* **TASK PROMPT**
Work through the data line by line, gathering every line that has the word "Duration".

* **EXTRACTED DATA**

//! End-to-end resolution scenarios against the in-memory repository.

use std::sync::Arc;
use std::time::Duration;

use async_trait::async_trait;
use semver::{Version, VersionReq};

use stevedore_core::{Chart, ChartManifest, DependencyDecl, PkgState, SolverError, SolverResult};
use stevedore_registry::{ArchiveRef, ChartRepository, MemoryRepository};
use stevedore_resolver::{Solver, SolverOptions};

/// Honor RUST_LOG when debugging a scenario
fn init_tracing() {
    let _ = tracing_subscriber::fmt()
        .with_env_filter(tracing_subscriber::EnvFilter::from_default_env())
        .try_init();
}

fn chart(name: &str, version: &str, deps: Vec<DependencyDecl>) -> Chart {
    Chart::new(
        ChartManifest {
            name: name.to_string(),
            version: Version::parse(version).unwrap(),
            namespace: None,
            dependencies: deps,
        },
        format!("{name}-{version}-archive").into_bytes(),
    )
}

fn decl(name: &str, range: &str) -> DependencyDecl {
    DependencyDecl {
        name: name.to_string(),
        range: VersionReq::parse(range).unwrap(),
        optional: false,
        namespace: None,
    }
}

fn optional_decl(name: &str, range: &str) -> DependencyDecl {
    DependencyDecl {
        optional: true,
        ..decl(name, range)
    }
}

fn present(fp: &str) -> (String, PkgState) {
    (fp.to_string(), PkgState::Present)
}

fn absent(fp: &str) -> (String, PkgState) {
    (fp.to_string(), PkgState::Absent)
}

/// web depends on db; only web is registered with the solver, db comes from
/// the repository
fn web_db_repo() -> Arc<MemoryRepository> {
    let repo = Arc::new(MemoryRepository::new());
    repo.publish(chart("db", "2.0.0", Vec::new()));
    repo.publish(chart("web", "1.0.0", vec![decl("db", ">=2.0.0")]));
    repo
}

#[tokio::test]
async fn install_orders_dependency_before_dependent() {
    init_tracing();
    let repo = web_db_repo();
    let solver = Solver::new(Arc::clone(&repo));
    let web = solver
        .add_chart(chart("web", "1.0.0", vec![decl("db", ">=2.0.0")]), PkgState::Absent)
        .unwrap();

    let outcome = solver.resolve(&[present(&web)]).await.unwrap();

    assert_eq!(outcome.plan.install.len(), 2);
    assert!(outcome.plan.install[0].starts_with("db-2.0.0-"));
    assert_eq!(outcome.plan.install[1], web);
    assert!(outcome.plan.uninstall.is_empty());

    // The dependency was pulled into the universe
    assert_eq!(solver.index().len(), 2);
}

#[tokio::test]
async fn resolution_is_deterministic_across_runs() {
    let repo = web_db_repo();

    let mut encoded_plans = Vec::new();
    for _ in 0..2 {
        let solver = Solver::new(Arc::clone(&repo));
        let web = solver
            .add_chart(chart("web", "1.0.0", vec![decl("db", ">=2.0.0")]), PkgState::Absent)
            .unwrap();
        let outcome = solver.resolve(&[present(&web)]).await.unwrap();
        encoded_plans.push(outcome.plan.to_json().unwrap());
    }

    assert_eq!(encoded_plans[0], encoded_plans[1]);
}

#[tokio::test]
async fn removal_is_blocked_by_installed_dependent() {
    let repo = web_db_repo();
    let solver = Solver::new(Arc::clone(&repo));
    let db = solver
        .add_chart(chart("db", "2.0.0", Vec::new()), PkgState::Present)
        .unwrap();
    let web = solver
        .add_chart(chart("web", "1.0.0", vec![decl("db", ">=2.0.0")]), PkgState::Present)
        .unwrap();

    let err = solver.resolve(&[absent(&db)]).await.unwrap_err();
    match err {
        SolverError::DependentStillRequires { removed, blocked_by } => {
            assert_eq!(removed, db);
            assert_eq!(blocked_by, web);
        }
        other => panic!("unexpected error: {other:?}"),
    }
}

#[tokio::test]
async fn joint_removal_orders_dependent_first() {
    let repo = web_db_repo();
    let solver = Solver::new(Arc::clone(&repo));
    let db = solver
        .add_chart(chart("db", "2.0.0", Vec::new()), PkgState::Present)
        .unwrap();
    let web = solver
        .add_chart(chart("web", "1.0.0", vec![decl("db", ">=2.0.0")]), PkgState::Present)
        .unwrap();

    let outcome = solver.resolve(&[absent(&db), absent(&web)]).await.unwrap();

    assert_eq!(outcome.plan.uninstall, vec![web, db]);
    assert!(outcome.plan.install.is_empty());
}

#[tokio::test]
async fn optional_dependency_is_not_force_installed() {
    let repo = Arc::new(MemoryRepository::new());
    repo.publish(chart("cache", "3.0.0", Vec::new()));

    let solver = Solver::new(Arc::clone(&repo));
    let web = solver
        .add_chart(
            chart("web", "1.0.0", vec![optional_decl("cache", "^3")]),
            PkgState::Absent,
        )
        .unwrap();

    let outcome = solver.resolve(&[present(&web)]).await.unwrap();

    assert_eq!(outcome.plan.install, vec![web]);
    // The optional dependency is in the universe but not in the plan
    assert_eq!(solver.index().len(), 2);
}

#[tokio::test]
async fn mandatory_cycle_installs_deterministically() {
    let repo = Arc::new(MemoryRepository::new());
    repo.publish(chart("a", "1.0.0", vec![decl("b", "^1")]));
    repo.publish(chart("b", "1.0.0", vec![decl("a", "^1")]));

    let solver = Solver::new(Arc::clone(&repo));
    let a = solver
        .add_chart(chart("a", "1.0.0", vec![decl("b", "^1")]), PkgState::Absent)
        .unwrap();

    let outcome = solver.resolve(&[present(&a)]).await.unwrap();

    assert_eq!(outcome.plan.install.len(), 2);
    assert!(outcome.plan.install[0].starts_with("a-1.0.0-"));
    assert!(outcome.plan.install[1].starts_with("b-1.0.0-"));
}

#[tokio::test]
async fn missing_dependency_aborts_resolution() {
    let repo = Arc::new(MemoryRepository::new());
    let solver = Solver::new(Arc::clone(&repo));
    let web = solver
        .add_chart(chart("web", "1.0.0", vec![decl("ghost", "^1")]), PkgState::Absent)
        .unwrap();

    let err = solver.resolve(&[present(&web)]).await.unwrap_err();
    assert!(matches!(err, SolverError::DependencyLocate { .. }));
}

#[tokio::test]
async fn applied_plan_resolves_to_nothing() {
    let repo = web_db_repo();
    let solver = Solver::new(Arc::clone(&repo));
    let web = solver
        .add_chart(chart("web", "1.0.0", vec![decl("db", ">=2.0.0")]), PkgState::Absent)
        .unwrap();

    let outcome = solver.resolve(&[present(&web)]).await.unwrap();
    solver.mark_applied(&outcome.plan);

    let outcome = solver.resolve(&[present(&web)]).await.unwrap();
    assert!(outcome.plan.is_empty());
}

/// Repository that answers after a delay, to exercise the abort signal
struct SlowRepository {
    inner: MemoryRepository,
    latency: Duration,
}

#[async_trait]
impl ChartRepository for SlowRepository {
    async fn locate(&self, name: &str, range: &VersionReq) -> SolverResult<ArchiveRef> {
        tokio::time::sleep(self.latency).await;
        self.inner.locate(name, range).await
    }

    async fn load(&self, archive: &ArchiveRef) -> SolverResult<Chart> {
        tokio::time::sleep(self.latency).await;
        self.inner.load(archive).await
    }
}

#[tokio::test]
async fn slow_repository_turns_into_an_abort() {
    let inner = MemoryRepository::new();
    inner.publish(chart("db", "2.0.0", Vec::new()));
    let repo = Arc::new(SlowRepository {
        inner,
        latency: Duration::from_millis(250),
    });

    let solver = Solver::with_options(
        repo,
        SolverOptions {
            fetch_timeout: Some(Duration::from_millis(10)),
            ..SolverOptions::default()
        },
    );
    let web = solver
        .add_chart(chart("web", "1.0.0", vec![decl("db", ">=2.0.0")]), PkgState::Absent)
        .unwrap();

    let err = solver.resolve(&[present(&web)]).await.unwrap_err();
    assert!(matches!(err, SolverError::Aborted { .. }));
}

* **WRITTEN ANSWER**
use std::time::Duration;
    latency: Duration,
        latency: Duration::from_millis(250),
            fetch_timeout: Some(Duration::from_millis(10)),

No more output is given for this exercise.